**Exercise directions**
Search the entries below for the string "data" and copy the lines that hold it.

====

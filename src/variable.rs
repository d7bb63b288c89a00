//! The shared variable model
//!
//! A [`SharedVar`] is one typed, named unit of receiver state: it owns the
//! cached value and its set/unset lifecycle, the receive buffer for
//! multi-line composites, and the send debounce. Wire knowledge lives in
//! the attached [`LineCodec`](crate::codec::LineCodec).

use crate::codec::LineCodec;
use crate::error::{AvrError, Result};
use crate::value::{Value, VarKind};
use std::sync::Arc;
use std::time::{Duration, Instant};

/// Identical payloads sent within this window are suppressed
pub const DEBOUNCE: Duration = Duration::from_secs(1);

/// Who may write the variable
#[derive(Debug, Clone, Copy, PartialEq, Eq)]
pub enum Access {
    /// Polled and settable from the client
    ReadWrite,
    /// Server-to-client only; `remote_set` always errors
    ReadOnly,
    /// Client-to-server only; carries no cached value on the client
    WriteOnly,
    /// Fixed value, never transmitted
    Constant,
}

/// Static declaration of a shared variable
pub struct VarDef {
    pub id: String,
    pub name: String,
    pub category: String,
    pub kind: VarKind,
    pub access: Access,
    pub codec: Arc<dyn LineCodec>,
    /// Applied on the client when a poll goes unanswered
    pub default_value: Option<Value>,
    /// Fabricated by the dummy server; falls back to the kind's midpoint
    pub dummy_value: Option<Value>,
    /// Block this variable belongs to, if any
    pub parent: Option<String>,
    /// Marks a block parent: the line terminating the multi-line burst
    pub sentinel: Option<String>,
    /// Children of a block parent, in emission order
    pub children: Vec<String>,
}

impl VarDef {
    pub fn new(id: impl Into<String>, kind: VarKind, codec: Arc<dyn LineCodec>) -> Self {
        let id = id.into();
        let name = display_name(&id);
        Self {
            id,
            name,
            category: "Misc".to_string(),
            kind,
            access: Access::ReadWrite,
            codec,
            default_value: None,
            dummy_value: None,
            parent: None,
            sentinel: None,
            children: Vec::new(),
        }
    }

    pub fn name(mut self, name: impl Into<String>) -> Self {
        self.name = name.into();
        self
    }

    pub fn category(mut self, category: impl Into<String>) -> Self {
        self.category = category.into();
        self
    }

    pub fn access(mut self, access: Access) -> Self {
        self.access = access;
        self
    }

    pub fn default_value(mut self, value: impl Into<Value>) -> Self {
        self.default_value = Some(value.into());
        self
    }

    pub fn dummy_value(mut self, value: impl Into<Value>) -> Self {
        self.dummy_value = Some(value.into());
        self
    }

    pub fn parent(mut self, id: impl Into<String>) -> Self {
        self.parent = Some(id.into());
        self
    }

    /// Declare this variable a block parent terminated by `sentinel`,
    /// grouping `children`.
    pub fn block(
        mut self,
        sentinel: impl Into<String>,
        children: impl IntoIterator<Item = &'static str>,
    ) -> Self {
        self.sentinel = Some(sentinel.into());
        self.children = children.into_iter().map(str::to_string).collect();
        self
    }

    pub fn is_block(&self) -> bool {
        self.sentinel.is_some()
    }
}

/// Derive a display label from a variable id: `main_power` -> `Main Power`
fn display_name(id: &str) -> String {
    id.split('_')
        .map(|part| {
            let mut chars = part.chars();
            match chars.next() {
                Some(first) => first.to_uppercase().chain(chars).collect::<String>(),
                None => String::new(),
            }
        })
        .collect::<Vec<_>>()
        .join(" ")
}

/// What a `set()` did, for event emission
pub struct SetOutcome {
    pub value: Value,
    /// Value differs from the previous one
    pub changed: bool,
    /// Transitioned from unset to set
    pub first_set: bool,
}

/// A shared variable and its runtime state
pub struct SharedVar {
    pub def: VarDef,
    value: Option<Value>,
    buffer: Vec<String>,
    last_sent: Option<(Vec<String>, Instant)>,
    debounce: Duration,
    /// Deadline after which `default_value` is applied if still unset
    pub default_deadline: Option<Instant>,
    /// Reentrancy guard for block resend
    pub resending: bool,
}

impl SharedVar {
    pub fn new(def: VarDef) -> Self {
        // Constants are born set and never change
        let value = match def.access {
            Access::Constant => def.default_value.clone(),
            _ => None,
        };
        Self {
            def,
            value,
            buffer: Vec::new(),
            last_sent: None,
            debounce: DEBOUNCE,
            default_deadline: None,
            resending: false,
        }
    }

    #[cfg(test)]
    pub fn with_debounce(mut self, debounce: Duration) -> Self {
        self.debounce = debounce;
        self
    }

    pub fn id(&self) -> &str {
        &self.def.id
    }

    pub fn value(&self) -> Option<&Value> {
        self.value.as_ref()
    }

    /// Whether the variable counts as available for pending calls.
    ///
    /// Write-only variables and block parents hold no independent value and
    /// are always available.
    pub fn is_set(&self) -> bool {
        if self.def.is_block() || self.def.access == Access::WriteOnly {
            return true;
        }
        self.value.is_some()
    }

    /// Validate and store a value
    ///
    /// Constants ignore writes. The type check always applies; the stored
    /// value is never a None-equivalent.
    pub fn set(&mut self, value: Value) -> Result<Option<SetOutcome>> {
        if self.def.access == Access::Constant {
            return Ok(None);
        }
        let value = self.def.kind.coerce(&self.def.id, value)?;
        let previous = self.value.replace(value.clone());
        self.default_deadline = None;
        Ok(Some(SetOutcome {
            changed: previous.as_ref() != Some(&value),
            first_set: previous.is_none(),
            value,
        }))
    }

    /// Clear the cached value; stale state is never presented as live
    pub fn unset(&mut self) -> bool {
        self.buffer.clear();
        self.default_deadline = None;
        self.last_sent = None;
        if self.def.access == Access::Constant {
            return false;
        }
        self.value.take().is_some()
    }

    /// Append inbound data and decode once complete.
    ///
    /// Returns the decoded value, or `None` while the buffer is incomplete
    /// or when decoding fails (logged, never propagated — decode errors
    /// must not crash the dispatch loop). Servers require complete commands
    /// per line, so `discard_partial` drops an incomplete buffer instead of
    /// accumulating it.
    pub fn consume(&mut self, line: &str, discard_partial: bool) -> Option<Value> {
        self.buffer.push(line.to_string());
        if !self.def.codec.is_complete(&self.buffer) {
            if discard_partial {
                self.buffer.clear();
            }
            return None;
        }
        let data = std::mem::take(&mut self.buffer);
        // An inbound confirmation re-arms the send debounce
        self.last_sent = None;
        match self.def.codec.unserialize(&data) {
            Ok(value) => Some(value),
            Err(e) => {
                tracing::warn!(id = %self.def.id, payload = ?data, "decode error: {}", e);
                None
            }
        }
    }

    /// Validate a value for transmission and serialize it.
    ///
    /// Type errors always raise; domain errors (range/options) raise unless
    /// `force`; read-only and constant variables always refuse. Returns
    /// `None` when the identical payload was sent within the debounce
    /// window.
    pub fn encode_remote_set(&mut self, value: Value, force: bool) -> Result<Option<Vec<String>>> {
        match self.def.access {
            Access::ReadOnly | Access::Constant => {
                return Err(AvrError::ReadOnly(self.def.id.clone()))
            }
            _ => {}
        }
        let value = self.def.kind.coerce(&self.def.id, value)?;
        if !force {
            self.def.kind.check_domain(&self.def.id, &value)?;
        }
        let serialized = self.def.codec.serialize(&value);
        if self.debounce_blocked(&serialized) {
            return Ok(None);
        }
        Ok(Some(serialized))
    }

    /// Re-emit the last known value's wire representation
    pub fn encode_resend(&self) -> Option<Vec<String>> {
        if self.def.access == Access::WriteOnly {
            return None;
        }
        self.value.as_ref().map(|v| self.def.codec.serialize(v))
    }

    fn debounce_blocked(&mut self, serialized: &[String]) -> bool {
        if let Some((last, at)) = &self.last_sent {
            if last == serialized && at.elapsed() < self.debounce {
                return true;
            }
        }
        self.last_sent = Some((serialized.to_vec(), Instant::now()));
        false
    }
}

#[cfg(test)]
mod tests {
    use super::*;
    use crate::codec::{PrefixCodec, TranslationCodec};

    fn power_var() -> SharedVar {
        let codec = Arc::new(TranslationCodec::new([("PWON", true), ("PWSTANDBY", false)]));
        SharedVar::new(VarDef::new("power", VarKind::Bool, codec))
    }

    #[test]
    fn set_outcome_semantics() {
        let mut var = power_var();
        assert!(!var.is_set());

        let o = var.set(Value::Bool(true)).unwrap().unwrap();
        assert!(o.first_set && o.changed);
        assert_eq!(var.value(), Some(&Value::Bool(true)));

        // Second identical set: neither a change nor a first set
        let o = var.set(Value::Bool(true)).unwrap().unwrap();
        assert!(!o.first_set && !o.changed);

        let o = var.set(Value::Bool(false)).unwrap().unwrap();
        assert!(!o.first_set && o.changed);
    }

    #[test]
    fn set_rejects_wrong_type() {
        let mut var = power_var();
        assert!(matches!(
            var.set(Value::Int(1)),
            Err(AvrError::TypeMismatch { .. })
        ));
        assert!(!var.is_set());
    }

    #[test]
    fn unset_then_set_is_first_set_again() {
        let mut var = power_var();
        var.set(Value::Bool(true)).unwrap();
        assert!(var.unset());
        assert!(!var.is_set());
        let o = var.set(Value::Bool(true)).unwrap().unwrap();
        assert!(o.first_set);
    }

    #[test]
    fn consume_decodes_and_swallows_errors() {
        let mut var = power_var();
        assert_eq!(var.consume("PWON", false), Some(Value::Bool(true)));
        // Garbage is logged and swallowed
        assert_eq!(var.consume("PWGARBAGE", false), None);
    }

    #[test]
    fn remote_set_debounces_identical_payloads() {
        let mut var = power_var().with_debounce(Duration::from_millis(50));
        let first = var.encode_remote_set(Value::Bool(true), false).unwrap();
        assert_eq!(first, Some(vec!["PWON".to_string()]));
        // Identical payload inside the window is suppressed
        assert_eq!(var.encode_remote_set(Value::Bool(true), false).unwrap(), None);
        // A different payload goes out
        assert!(var
            .encode_remote_set(Value::Bool(false), false)
            .unwrap()
            .is_some());

        std::thread::sleep(Duration::from_millis(60));
        assert!(var
            .encode_remote_set(Value::Bool(false), false)
            .unwrap()
            .is_some());
    }

    #[test]
    fn inbound_consume_resets_debounce() {
        let mut var = power_var();
        var.encode_remote_set(Value::Bool(true), false).unwrap();
        assert_eq!(var.encode_remote_set(Value::Bool(true), false).unwrap(), None);
        var.consume("PWON", false);
        assert!(var
            .encode_remote_set(Value::Bool(true), false)
            .unwrap()
            .is_some());
    }

    #[test]
    fn domain_error_bypassed_by_force_only() {
        let codec = Arc::new(PrefixCodec::new("MV"));
        let mut var = SharedVar::new(VarDef::new(
            "volume",
            VarKind::Select {
                options: vec!["a".into()],
            },
            codec,
        ));
        assert!(matches!(
            var.encode_remote_set(Value::Str("b".into()), false),
            Err(AvrError::Domain { .. })
        ));
        assert!(var
            .encode_remote_set(Value::Str("b".into()), true)
            .unwrap()
            .is_some());
        // Type check is never bypassed
        assert!(matches!(
            var.encode_remote_set(Value::Int(1), true),
            Err(AvrError::TypeMismatch { .. })
        ));
    }

    #[test]
    fn read_only_refuses_remote_set() {
        let codec = Arc::new(TranslationCodec::new([("X", true)]));
        let mut var = SharedVar::new(
            VarDef::new("model", VarKind::Bool, codec).access(Access::ReadOnly),
        );
        assert!(matches!(
            var.encode_remote_set(Value::Bool(true), false),
            Err(AvrError::ReadOnly(_))
        ));
    }

    #[test]
    fn display_name_from_id() {
        assert_eq!(display_name("main_power"), "Main Power");
        assert_eq!(display_name("volume"), "Volume");
    }
}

====

**The answer**
    /// Append inbound data and decode once complete.
        let data = std::mem::take(&mut self.buffer);
        match self.def.codec.unserialize(&data) {
                tracing::warn!(id = %self.def.id, payload = ?data, "decode error: {}", e);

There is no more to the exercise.